Клинок, пройдя в непосредственной близости от головы смотрителя, уверенно перерубил тонкий сухой дрын (торчащий из плетёного забора), на который был надет старый глиняный горшок. Горшок, отлетев далеко в сторону и ударившись о дверной косяк курятника, звонко разлетелся на мелкие куски и кусочки.
– Зарублю на фиг! – очень достоверно пообещал Пётр, в глубине души удивляясь сам на себя. – Говоришь, что в лукошке не хватает двух яиц? Ну-ну…. Хочешь, я прямо сейчас отыщу пропавшую парочку, отсеку и сложу в корзинку? Хочешь, гнида скользкая?
Тутошний Иван Павлович, громко и неприлично испортив воздух, присел на корточки, и, испуганно прикрыв лицо ладонями, захныкал, всхлипывая через каждую вторую фразу:
– Нет, не хочу! Не хочу, честное благородное слово…. Нет! Не надо…. Не губите! Ради Господа нашего…. У меня двое детишек маленьких! Не надо…. Всё исполню, что скажете! Всё….

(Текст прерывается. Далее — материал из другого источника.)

use anyhow::{Context, Result, anyhow};
use cdrseek::{
    about,
    alignment::{AlignmentMode, ScoringScheme, align_records},
    blast::{self, BlastProgram},
    config::Config,
    error::SearchError,
    matcher::{find_matches_with, normalize_query},
    protocol::InclusionPolicy,
    report::{ReportFormat, write_alignment_report, write_blast_report, write_search_report},
    sequence_record::SequenceRecord,
    subsections::MalformedPolicy,
    tool_overrides::{ExternalTool, active_resolution_label},
};
use clap::{ArgAction, Args, Parser, Subcommand};
use log::{error, info};
use serde::de::DeserializeOwned;
use std::io::{self, BufRead, Write};

#[derive(Parser)]
#[command(
    name = "cdrseek",
    about = "Search antibody sequences and their CDR/FR subsections for a query",
    disable_version_flag = true
)]
struct Cli {
    /// JSON configuration file
    #[arg(long, global = true)]
    config: Option<String>,

    /// More log output (-v info, -vv debug); RUST_LOG takes precedence
    #[arg(short, long, action = ArgAction::Count, global = true)]
    verbose: u8,

    #[arg(short = 'V', long)]
    version: bool,

    #[command(subcommand)]
    command: Option<Command>,
}

#[derive(Args)]
struct OutputArgs {
    /// text, json or tsv
    #[arg(long, value_parser = parse_snake::<ReportFormat>)]
    format: Option<ReportFormat>,
}

#[derive(Subcommand)]
enum Command {
    /// Exact, non-overlapping substring search (prompts for the query if omitted)
    Search {
        #[arg(long)]
        fasta: Option<String>,
        #[arg(long)]
        query: Option<String>,
        /// Report records whose only hit is inside a subsection
        #[arg(long)]
        include_subsection_only: bool,
        /// Skip malformed Name=Sequence entries instead of failing
        #[arg(long)]
        skip_malformed: bool,
        /// Do not upper-case the query
        #[arg(long)]
        keep_case: bool,
        #[command(flatten)]
        output: OutputArgs,
    },
    /// Pairwise alignment of the query against every record
    Align {
        #[arg(long)]
        fasta: Option<String>,
        #[arg(long)]
        query: String,
        /// local, semiglobal or global
        #[arg(long, value_parser = parse_snake::<AlignmentMode>)]
        mode: Option<AlignmentMode>,
        /// protein or nucleotide
        #[arg(long, value_parser = parse_snake::<ScoringScheme>)]
        scoring: Option<ScoringScheme>,
        /// Only report the best N alignments
        #[arg(long)]
        top: Option<usize>,
        #[command(flatten)]
        output: OutputArgs,
    },
    /// Build a BLAST+ database and search it
    Blast {
        /// FASTA file the database is built from
        #[arg(long)]
        db: String,
        /// FASTA file with the query sequence(s)
        #[arg(long, conflicts_with = "query")]
        query_fasta: Option<String>,
        /// A single query sequence
        #[arg(long)]
        query: Option<String>,
        /// Keep the BLAST XML at this path (database is written next to it)
        #[arg(long)]
        out: Option<String>,
        /// blastp or blastn
        #[arg(long, value_parser = parse_snake::<BlastProgram>)]
        program: Option<BlastProgram>,
        #[arg(long)]
        evalue: Option<f64>,
        #[arg(long)]
        timeout_secs: Option<u64>,
        #[command(flatten)]
        output: OutputArgs,
    },
    /// Summarize an existing BLAST XML (-outfmt 5) file
    ParseBlast {
        xml: String,
        #[command(flatten)]
        output: OutputArgs,
    },
}

fn parse_snake<T: DeserializeOwned>(value: &str) -> Result<T, String> {
    serde_json::from_value(serde_json::Value::String(value.to_string()))
        .map_err(|_| format!("unsupported value '{value}'"))
}

fn init_logging(verbose: u8) {
    let default_filter = match verbose {
        0 => "warn",
        1 => "info",
        _ => "debug",
    };
    env_logger::Builder::from_env(env_logger::Env::default().default_filter_or(default_filter))
        .format_timestamp(None)
        .init();
}

fn load_config(path: Option<&str>) -> Result<Config> {
    let config = match path {
        Some(path) => Config::load_from_path(path)?,
        None => Config::default(),
    };
    config.apply_tool_overrides();
    Ok(config)
}

fn prompt_query() -> Result<String> {
    let mut stderr = io::stderr();
    write!(stderr, "Enter the sequence query: ")?;
    stderr.flush()?;
    let mut line = String::new();
    io::stdin().lock().read_line(&mut line)?;
    Ok(line)
}

fn load_records(path: &str) -> Result<Vec<SequenceRecord>> {
    let records = SequenceRecord::from_fasta_file(path)?;
    info!("Loaded {} record(s) from '{path}'", records.len());
    Ok(records)
}

fn main() {
    let cli = Cli::parse();
    init_logging(cli.verbose);
    if let Err(e) = run(cli) {
        eprintln!("{e:#}");
        std::process::exit(1);
    }
}

fn run(cli: Cli) -> Result<()> {
    let config = load_config(cli.config.as_deref())?;
    if cli.version {
        println!("{}", about::version_cli_text());
        for tool in [ExternalTool::MakeBlastDb, ExternalTool::Blastp, ExternalTool::Blastn] {
            println!("{}: {}", tool.default_bin(), active_resolution_label(tool));
        }
        return Ok(());
    }
    let Some(command) = cli.command else {
        return Err(anyhow!("Missing command, see 'cdrseek --help'"));
    };
    let stdout = io::stdout();

    match command {
        Command::Search {
            fasta,
            query,
            include_subsection_only,
            skip_malformed,
            keep_case,
            output,
        } => {
            let fasta = fasta.unwrap_or_else(|| config.search.fasta_path.clone());
            let raw = match query {
                Some(q) => q,
                None => prompt_query()?,
            };
            let query = if config.search.uppercase_query && !keep_case {
                normalize_query(&raw)
            } else {
                raw.trim().to_string()
            };

            let mut options = config.search.options.clone();
            if include_subsection_only {
                options.inclusion = InclusionPolicy::SequenceOrSubsection;
            }
            if skip_malformed {
                options.malformed = MalformedPolicy::Skip;
            }

            let records = load_records(&fasta)?;
            let results = find_matches_with(&query, &records, &options)
                .with_context(|| format!("Search of '{fasta}' failed"))?;
            info!(
                "{} of {} record(s) matched '{query}'",
                results.len(),
                results.records_scanned()
            );
            let format = output.format.unwrap_or(config.report.format);
            write_search_report(&results, format, stdout.lock())
        }
        Command::Align {
            fasta,
            query,
            mode,
            scoring,
            top,
            output,
        } => {
            let fasta = fasta.unwrap_or_else(|| config.search.fasta_path.clone());
            let mut options = config.alignment.clone();
            if let Some(mode) = mode {
                options.mode = mode;
            }
            if let Some(scoring) = scoring {
                options.scoring = scoring;
            }
            let records = load_records(&fasta)?;
            let mut summaries = align_records(&query, &records, &options)
                .with_context(|| format!("Alignment against '{fasta}' failed"))?;
            if let Some(top) = top {
                summaries.truncate(top);
            }
            let format = output.format.unwrap_or(config.report.format);
            write_alignment_report(&summaries, format, stdout.lock())
        }
        Command::Blast {
            db,
            query_fasta,
            query,
            out,
            program,
            evalue,
            timeout_secs,
            output,
        } => {
            let mut settings = config.blast.clone();
            if let Some(program) = program {
                settings.program = program;
            }
            if let Some(evalue) = evalue {
                settings.evalue = evalue;
            }
            if timeout_secs.is_some() {
                settings.timeout_secs = timeout_secs;
            }

            let queries = match (query_fasta, query) {
                (Some(path), _) => load_records(&path)?,
                (None, Some(seq)) => vec![SequenceRecord::new("query", seq.trim(), "query")],
                (None, None) => return Err(anyhow!("blast requires --query or --query-fasta")),
            };
            let database = load_records(&db)?;

            let outcome = match out {
                Some(out) => {
                    blast::search_records_keeping_output(&queries, &database, &out, &settings)
                }
                None => blast::search_records(&queries, &database, &settings),
            };
            let results = match outcome.map_err(SearchError::from) {
                Ok(results) => results,
                Err(SearchError::ExternalTool(e)) => {
                    error!("BLAST search against '{db}' failed: {e}");
                    return Err(anyhow!("BLAST search against '{db}' failed"));
                }
                Err(e) => return Err(e.into()),
            };
            let format = output.format.unwrap_or(config.report.format);
            write_blast_report(&results, format, stdout.lock())
        }
        Command::ParseBlast { xml, output } => {
            let results = blast::parse_blast_xml_file(&xml)?;
            let format = output.format.unwrap_or(config.report.format);
            write_blast_report(&results, format, stdout.lock())
        }
    }
}
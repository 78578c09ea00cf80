//! Antibody subsection (CDR/FR) annotations carried in FASTA descriptions,
//! e.g. `id|v_gene|j_gene|species|CDR1=GYTFTGYY, FR2=MHWVRQ, ...`.

use crate::{error::SearchError, sequence_record::SequenceRecord};
use log::warn;
use serde::{Deserialize, Serialize};

/// Canonical order of the annotated regions of a variable domain.
pub const CANONICAL_REGIONS: [&str; 6] = ["CDR1", "FR2", "CDR2", "FR3", "CDR3", "FR4"];

#[derive(Clone, Copy, Debug, PartialEq, Eq)]
pub enum RegionKind {
    Cdr,
    Framework,
    Other,
}

impl RegionKind {
    pub fn of(name: &str) -> Self {
        let upper = name.trim().to_ascii_uppercase();
        if upper.starts_with("CDR") {
            Self::Cdr
        } else if upper.starts_with("FR") {
            Self::Framework
        } else {
            Self::Other
        }
    }
}

#[derive(Clone, Debug, PartialEq, Eq)]
pub struct Subsection {
    pub name: String,
    pub sequence: String,
}

impl Subsection {
    pub fn kind(&self) -> RegionKind {
        RegionKind::of(&self.name)
    }

    pub fn contains_query(&self, query: &str) -> bool {
        self.sequence.to_uppercase().contains(query)
    }
}

/// Where the subsection list lives inside a description.
#[derive(Clone, Debug, PartialEq, Eq, Serialize, Deserialize)]
#[serde(default)]
pub struct SubsectionLayout {
    pub field_index: usize,
    pub field_separator: char,
    pub part_separator: String,
}

impl Default for SubsectionLayout {
    fn default() -> Self {
        Self {
            field_index: 4,
            field_separator: '|',
            part_separator: ", ".to_string(),
        }
    }
}

/// What to do with a `Name=Sequence` part that does not have exactly one `=`.
#[derive(Clone, Copy, Debug, Default, PartialEq, Eq, Serialize, Deserialize)]
#[serde(rename_all = "snake_case")]
pub enum MalformedPolicy {
    #[default]
    Fail,
    Skip,
}

pub fn parse_subsections(
    record: &SequenceRecord,
    layout: &SubsectionLayout,
    policy: MalformedPolicy,
) -> Result<Vec<Subsection>, SearchError> {
    let fields: Vec<&str> = record.description.split(layout.field_separator).collect();
    let field = fields.get(layout.field_index).ok_or_else(|| {
        SearchError::input_format(
            &record.id,
            format!(
                "description has {} '{}'-delimited field(s), subsections expected in field {}",
                fields.len(),
                layout.field_separator,
                layout.field_index
            ),
        )
    })?;

    let mut ret = Vec::new();
    for part in field.split(layout.part_separator.as_str()) {
        let mut pieces = part.split('=');
        match (pieces.next(), pieces.next(), pieces.next()) {
            (Some(name), Some(sequence), None) => ret.push(Subsection {
                name: name.to_string(),
                sequence: sequence.to_string(),
            }),
            _ => match policy {
                MalformedPolicy::Fail => {
                    return Err(SearchError::input_format(
                        &record.id,
                        format!("subsection entry '{part}' is not of the form Name=Sequence"),
                    ));
                }
                MalformedPolicy::Skip => {
                    warn!(
                        "Skipping malformed subsection entry '{part}' in record '{}'",
                        record.id
                    );
                }
            },
        }
    }
    Ok(ret)
}
impl DbType {
    pub fn flag(self) -> &'static str {
        match self {
            Self::Protein => "prot",
            Self::Nucleotide => "nucl",
        }
    }
}

#[derive(Clone, Debug, PartialEq, Serialize, Deserialize)]
#[serde(default)]
pub struct BlastSettings {
    pub program: BlastProgram,
    pub evalue: f64,
    pub max_target_seqs: usize,
    /// `None` waits for the tool indefinitely.
    pub timeout_secs: Option<u64>,
    /// Explicit executables; when unset they are resolved via tool overrides.
    pub makeblastdb_bin: Option<String>,
    pub search_bin: Option<String>,
}

impl Default for BlastSettings {
    fn default() -> Self {
        Self {
            program: BlastProgram::Blastp,
            evalue: 10.0,
            max_target_seqs: 500,
            timeout_secs: Some(600),
            makeblastdb_bin: None,
            search_bin: None,
        }
    }
}

impl BlastSettings {
    pub fn timeout(&self) -> Option<Duration> {
        self.timeout_secs.map(Duration::from_secs)
    }

    pub fn makeblastdb_executable(&self) -> String {
        self.makeblastdb_bin
            .clone()
            .unwrap_or_else(|| resolve_tool_executable(ExternalTool::MakeBlastDb))
    }

    pub fn search_executable(&self) -> String {
        self.search_bin
            .clone()
            .unwrap_or_else(|| resolve_tool_executable(self.program.tool()))
    }
}

#[derive(Debug, Clone, Serialize, Deserialize)]
pub struct ToolOutput {
    pub executable: String,
    pub args: Vec<String>,
    pub status: Option<i32>,
    pub stdout: String,
    pub stderr: String,
    pub elapsed_ms: u128,
}

#[derive(Debug, Clone)]
pub enum ToolError {
    NotFound {
        executable: String,
    },
    Failed {
        executable: String,
        args: Vec<String>,
        status: Option<i32>,
        stdout: String,
        stderr: String,
    },
    TimedOut {
        executable: String,
        args: Vec<String>,
        timeout: Duration,
    },
    MissingOutput {
        executable: String,
        path: String,
    },
    Io {
        message: String,
    },
    Parse {
        message: String,
    },
}

impl fmt::Display for ToolError {
    fn fmt(&self, f: &mut fmt::Formatter<'_>) -> fmt::Result {
        match self {
            Self::NotFound { executable } => write!(
                f,
                "Could not find executable '{}'. Install BLAST+ or set {}, {} or {}",
                executable,
                ExternalTool::MakeBlastDb.env_var(),
                ExternalTool::Blastp.env_var(),
                ExternalTool::Blastn.env_var()
            ),
            Self::Failed {
                executable,
                args,
                status,
                stdout,
                stderr,
            } => write!(
                f,
                "command failed: {} {} (status={:?}, stdout='{}', stderr='{}')",
                executable,
                args.join(" "),
                status,
                stdout.trim(),
                stderr.trim()
            ),
            Self::TimedOut {
                executable,
                args,
                timeout,
            } => write!(
                f,
                "command timed out after {:.1}s: {} {}",
                timeout.as_secs_f64(),
                executable,
                args.join(" ")
            ),
            Self::MissingOutput { executable, path } => write!(
                f,
                "{executable} reported success but did not produce output file '{path}'"
            ),
            Self::Io { message } => write!(f, "{message}"),
            Self::Parse { message } => write!(f, "Could not parse BLAST XML: {message}"),
        }
    }
}

impl std::error::Error for ToolError {}

fn io_error(context: &str, e: impl fmt::Display) -> ToolError {
    ToolError::Io {
        message: format!("{context}: {e}"),
    }
}

fn read_captured(mut file: File) -> Result<String, ToolError> {
    file.seek(SeekFrom::Start(0))
        .map_err(|e| io_error("Could not rewind captured output", e))?;
    let mut bytes = Vec::new();
    file.read_to_end(&mut bytes)
        .map_err(|e| io_error("Could not read captured output", e))?;
    Ok(String::from_utf8_lossy(&bytes).to_string())
}

/// Runs `executable` once. Output goes to temporary files so a chatty tool
/// cannot block on a full pipe while we poll for the deadline.
pub fn run_tool(
    executable: &str,
    args: &[String],
    timeout: Option<Duration>,
) -> Result<ToolOutput, ToolError> {
    let stdout_file =
        tempfile::tempfile().map_err(|e| io_error("Could not create stdout capture", e))?;
    let stderr_file =
        tempfile::tempfile().map_err(|e| io_error("Could not create stderr capture", e))?;
    let stdout_handle = stdout_file
        .try_clone()
        .map_err(|e| io_error("Could not share stdout capture", e))?;
    let stderr_handle = stderr_file
        .try_clone()
        .map_err(|e| io_error("Could not share stderr capture", e))?;

    debug!("Running {} {}", executable, args.join(" "));
    let started = Instant::now();
    let mut child = Command::new(executable)
        .args(args)
        .stdin(Stdio::null())
        .stdout(Stdio::from(stdout_handle))
        .stderr(Stdio::from(stderr_handle))
        .spawn()
        .map_err(|e| {
            if e.kind() == ErrorKind::NotFound {
                ToolError::NotFound {
                    executable: executable.to_string(),
                }
            } else {
                io_error(
                    &format!(
                        "Could not run executable '{}' with args [{}]",
                        executable,
                        args.join(" ")
                    ),
                    e,
                )
            }
        })?;

    let status = loop {
        match child.try_wait() {
            Ok(Some(status)) => break status,
            Ok(None) => {}
            Err(e) => return Err(io_error(&format!("Could not wait for '{executable}'"), e)),
        }
        if let Some(limit) = timeout {
            if started.elapsed() >= limit {
                if let Err(e) = child.kill() {
                    warn!("Could not kill {executable} after timeout: {e}");
                }
                if let Err(e) = child.wait() {
                    warn!("Could not reap {executable} after timeout: {e}");
                }
                warn!("{executable} killed after {:.1}s", limit.as_secs_f64());
                return Err(ToolError::TimedOut {
                    executable: executable.to_string(),
                    args: args.to_vec(),
                    timeout: limit,
                });
            }
        }
        thread::sleep(POLL_INTERVAL);
    };

    let stdout = read_captured(stdout_file)?;
    let stderr = read_captured(stderr_file)?;
    if !status.success() {
        warn!(
            "{executable} exited with status {:?}: {}",
            status.code(),
            stderr.trim()
        );
        return Err(ToolError::Failed {
            executable: executable.to_string(),
            args: args.to_vec(),
            status: status.code(),
            stdout,
            stderr,
        });
    }

    Ok(ToolOutput {
        executable: executable.to_string(),
        args: args.to_vec(),
        status: status.code(),
        stdout,
        stderr,
        elapsed_ms: started.elapsed().as_millis(),
    })
}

– Молчать! – жёстко прикрикнул Петька и добавил – уже гораздо более мягким тоном: – Пятнадцать минут у тебя на всё про всё, Палыч. Жду у крыльца светёлки. Время пошло…
Проходя мимо конюшни, он услышал, как за досчатой стенкой один ямщик тихонько говорит другому:
– Вот оно как, Проша. Денис-то Васильевич, он ещё ангел небесный во плоти, только рукам волю даёт. А этот-то, который Бурмин…. Ну, чисто волк лесной, оголодавший. Зарубит насмерть и не поморщится. Сторонкой его, упыря, надо обходить, сторонкой…
«Вот, даже, как оно, братец!», – неслышно для окружающих хохотнул внутренний голос. – «Если и дальше так пойдёт, то ты очень скоро станешь местной легендой – страшной такой, знаменитой, чёрной…. А твоей старинной фамилией будут пугать маленьких детей, чтобы они излишне не баловались, не капризничали и хорошо кушали по утрам…».
Оставалась, вернее, непреодолимо надвигалась, ещё одна существенная проблема. А, именно, надо было ещё как-то умудриться – забраться на коня. Типа – ерунда ерундовая…
Естественно, что за время своего многолетнего увлечения историческими «реконструкциями», Пётр ездил верхом на лошадях бессчетное количество раз. Более того, отбросив ложную скромность, он считал, что владеет этим высоким искусством вполне даже пристойно. Однако существовало одно, но весьма существенное «но»…. Не мог он – по причине избыточного веса – самостоятельно взобраться: хоть на коня, хоть на лошадь. Первые годы «реконструкций» ещё пробовал – регулярно и упрямо, но, при этом, всегда неудачно. А потом и пробовать перестал, не стесняясь, сразу же звал приятелей на выручку: один добровольный помощник крепко держал лошадку под уздцы и шептал ей в ухо успокоительные слова, а двое других усердно подталкивали Петьку под жирный зад.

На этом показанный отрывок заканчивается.